"Ô sol, vê se não me esquece / e me ilumina / Preciso de você aqui / Ô sol, vê se enriquece / a minha melanina / Só você me faz sorrir". Os versos do cantor porto-alegrense Vitor Kley são proibidos para os personagens de Noite Adentro, um envolvente seriado belga que estreou recentemente na Netflix. A premissa é tão simples quanto mirabolante: sempre associada à vida e à energia, a luz do dia começou a matar as pessoas. Portanto, a tripulação e os passageiros de um avião precisam voar sempre em direção ao oeste, fugindo da alvorada sob o manto noturno.
Inspirado no romance de ficção científica The Old Axolotl, do escritor polonês Jacek Dukaj e desenvolvido por Jason George, um dos produtores da terceira temporada de Narcos (2017), Noite Adentro é uma das obras apocalípticas que vieram à tona justamente quando a pandemia de coronavírus colocou em xeque se não o mundo, no mínimo os governos e a sociedade. A mesma Netflix lançou em março o filme canadense O Declínio, em que um pequeno grupo de homens e mulheres vê seu treinamento para um desastre natural ou uma doença devastadora com um youtuber descambar para a tragédia quando um acidente acontece e eles são forçados a lidar com dilemas morais. Um pouco antes, estreara o drama distópico espanhol O Poço, que, em um presídio vertical, espelhou a lógica da sobrevivência egoísta e a desigualdade social escancaradas pelo vírus.

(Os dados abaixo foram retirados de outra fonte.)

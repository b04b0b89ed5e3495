use crate::config::TransportConfig;
use crate::connection::{Connection, ConnectionDirection, ConnectionHandler};
use crate::envelope::{CloseConnectionReason, HelloMessage};
use crate::shutdown::await_all_or_timeout;
use std::net::SocketAddr;
use std::sync::atomic::{AtomicBool, Ordering};
use std::sync::Arc;
use std::time::Duration;
use tokio::net::TcpListener;
use tokio::sync::{broadcast, Mutex, RwLock};
use tokio::task::JoinHandle;
use tokio::{select, time};
use tracing::{debug, info, warn};

/// The accept loop on the node's listening socket. Every accepted socket becomes an inbound
///  [`Connection`] that is handed to the [`ConnectionHandler`].
pub struct Server {
    local_addr: SocketAddr,
    terminated: AtomicBool,
    cancel_sender: broadcast::Sender<()>,
    accept_task: Mutex<Option<JoinHandle<()>>>,
    connections: Arc<RwLock<Vec<Arc<Connection>>>>,
    config: Arc<TransportConfig>,
}

impl Server {
    pub fn start(
        listener: TcpListener,
        own_hello: HelloMessage,
        handler: Arc<dyn ConnectionHandler>,
        config: Arc<TransportConfig>,
    ) -> anyhow::Result<Server> {
        let local_addr = listener.local_addr()?;
        let (cancel_sender, cancel_receiver) = broadcast::channel(1);
        let connections: Arc<RwLock<Vec<Arc<Connection>>>> = Default::default();

        let accept_task = tokio::spawn(accept_loop(
            listener,
            cancel_receiver,
            connections.clone(),
            own_hello,
            handler,
            config.clone(),
        ));
        info!("server listening on {:?}", local_addr);

        Ok(Server {
            local_addr,
            terminated: AtomicBool::new(false),
            cancel_sender,
            accept_task: Mutex::new(Some(accept_task)),
            connections,
            config,
        })
    }

    pub fn local_addr(&self) -> SocketAddr {
        self.local_addr
    }

    pub fn is_terminated(&self) -> bool {
        self.terminated.load(Ordering::Acquire)
    }

    /// Stops accepting and closes the listening socket
    pub async fn stop_accepting(&self) {
        let _ = self.cancel_sender.send(());
        if let Some(accept_task) = self.accept_task.lock().await.take() {
            if let Err(e) = accept_task.await {
                debug!("accept loop on {:?} was already closed: {}", self.local_addr, e);
            }
        }
    }

    /// Stops accepting, then shuts down all connections accepted by this server. Completes when
    ///  all of them confirmed their close, or after the configured shutdown timeout. Subsequent
    ///  calls have no effect.
    pub async fn shut_down(&self) {
        if self.terminated.swap(true, Ordering::AcqRel) {
            debug!("server on {:?} is already terminated", self.local_addr);
            return;
        }

        self.stop_accepting().await;

        let connections = std::mem::take(&mut *self.connections.write().await);
        let shutdowns = connections.into_iter()
            .map(|c| async move {
                c.shut_down(CloseConnectionReason::ServerTerminated).await;
            })
            .collect::<Vec<_>>();
        let num_connections = shutdowns.len();

        let num_closed = await_all_or_timeout(shutdowns, self.config.shutdown_timeout).await;
        info!("server on {:?} terminated, {} of {} connections confirmed their close", self.local_addr, num_closed, num_connections);
    }
}

async fn accept_loop(
    listener: TcpListener,
    mut cancel_receiver: broadcast::Receiver<()>,
    connections: Arc<RwLock<Vec<Arc<Connection>>>>,
    own_hello: HelloMessage,
    handler: Arc<dyn ConnectionHandler>,
    config: Arc<TransportConfig>,
) {
    loop {
        select! {
            _ = cancel_receiver.recv() => break,
            accepted = listener.accept() => match accepted {
                Ok((stream, remote_addr)) => {
                    debug!("accepted connection from {:?}", remote_addr);
                    let connection = Connection::start(stream, ConnectionDirection::Inbound, None, own_hello.clone(), handler.clone(), config.clone());
                    {
                        let mut connections = connections.write().await;
                        connections.retain(|c| !c.is_stopped());
                        connections.push(connection.clone());
                    }
                    handler.on_inbound_connection(&connection).await;
                }
                Err(e) => {
                    // e.g. out of file descriptors - keep the loop alive without spinning
                    warn!("error accepting connection: {}", e);
                    time::sleep(Duration::from_millis(50)).await;
                }
            }
        }
    }
    debug!("accept loop terminated, closing the listening socket");
}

Agora há pouco, chegaram os primeiros episódios de Expresso do Amanhã, série americana baseada no filme homônimo do sul-coreano Bong Joon-ho, que por sua vez é uma adaptação de um clássico quadrinho francês dos anos 1980, O Perfuraneve. Na trama, o que restou da civilização após uma tentativa frustrada de deter o aquecimento global está confinada em um trem condenado a trilhar permanentemente – os vagões representam a divisão de classes: a elite dispõe de luxos como sauna, os mais pobres precisam fracionar a comida.
Noite Adentro é parente de Expresso do Amanhã, pois seus personagens também foram sentenciados a vagar pelos ares, talvez indefinidamente. E, embora não tão estratificado, o avião é igualmente um microcosmo. Temos homens e mulheres, cristãos e muçulmanos, militares e contrabandistas, trabalhadores braçais e influenciadores digitais, idosos e até uma criança. Entre a dúzia de personagens – todos importantes, mas não por isso imunes –, destacam-se Mathieu (Laurent Capelluto), o piloto que tenta manter o controle da situação; Sylvie (Pauline Etienne), uma jovem que recém ficou viúva e está viajando com as cinzas do namorado; Ayaz (Mehmet Kurtuluş), um turco elegante mas algo irascível; e Terenzio (Stefano Cassetti), um oficial da Otan que, logo na abertura do primeiro capítulo, sequestra um voo comercial e exige antecipar sua partida e mudar seu destino. É ele quem sabe, sem muitos detalhes, o que está acontecendo no mundo.
O cenário e o clima de mistério e suspense remetem a outros seriados aéreos, como o recente Manifest e o cultuado Lost. Com este último, há uma aproximação na estrutura dos episódios: cada um é batizado com o nome de um personagem e começa com um flashback mostrando o que ele ou ela estava fazendo antes do embarque.
Mas há uma diferença brutal em relação a Lost e Manifest: a série belga é enxuta. São apenas seis episódios na primeira temporada (o epílogo deixa gancho para pelo menos mais uma), e todos curtinhos – de 35 a 40 minutos cada. Dá para maratonar em menos de quatro horas.
Essa compressão do tempo garante, por um lado, um ritmo frenético e uma tensão constante que não nos permitem abandonar a história. Por outro, às vezes tem-se a impressão de que um personagem mudou de ideia ou de espírito muito rapidamente.
Mas não é nada que chegue a comprometer a fruição de Noite Adentro, uma série em que a cada episódio revela segredos dos tripulantes e dos passageiros, lança novos desafios a eles (desde como voar gastando o mínimo de combustível até descobrir que os alimentos também podem sofrer os efeitos nocivos do sol) e reflete questões da pandemia. Os personagens precisam encarar, como diz o mecânico Jakub, "um mundo sem as pessoas que amamos" – é um luto repentino como aquele que se abateu sobre familiares, amigos e colegas das mais de 370 mil vítimas da covid-19. Precisam sopesar os dramas pessoais com os interesses coletivos, como ocorre em todos os países afetados. Precisam de empatia e cooperação, mas também de medidas drásticas quando for necessário. Precisam fazer renúncias, mas preservando o que nos torna humanos. Precisam olhar para o horizonte, mas também empregar o bordão que Sylvie ensina a Mathieu: "Um problema de cada vez".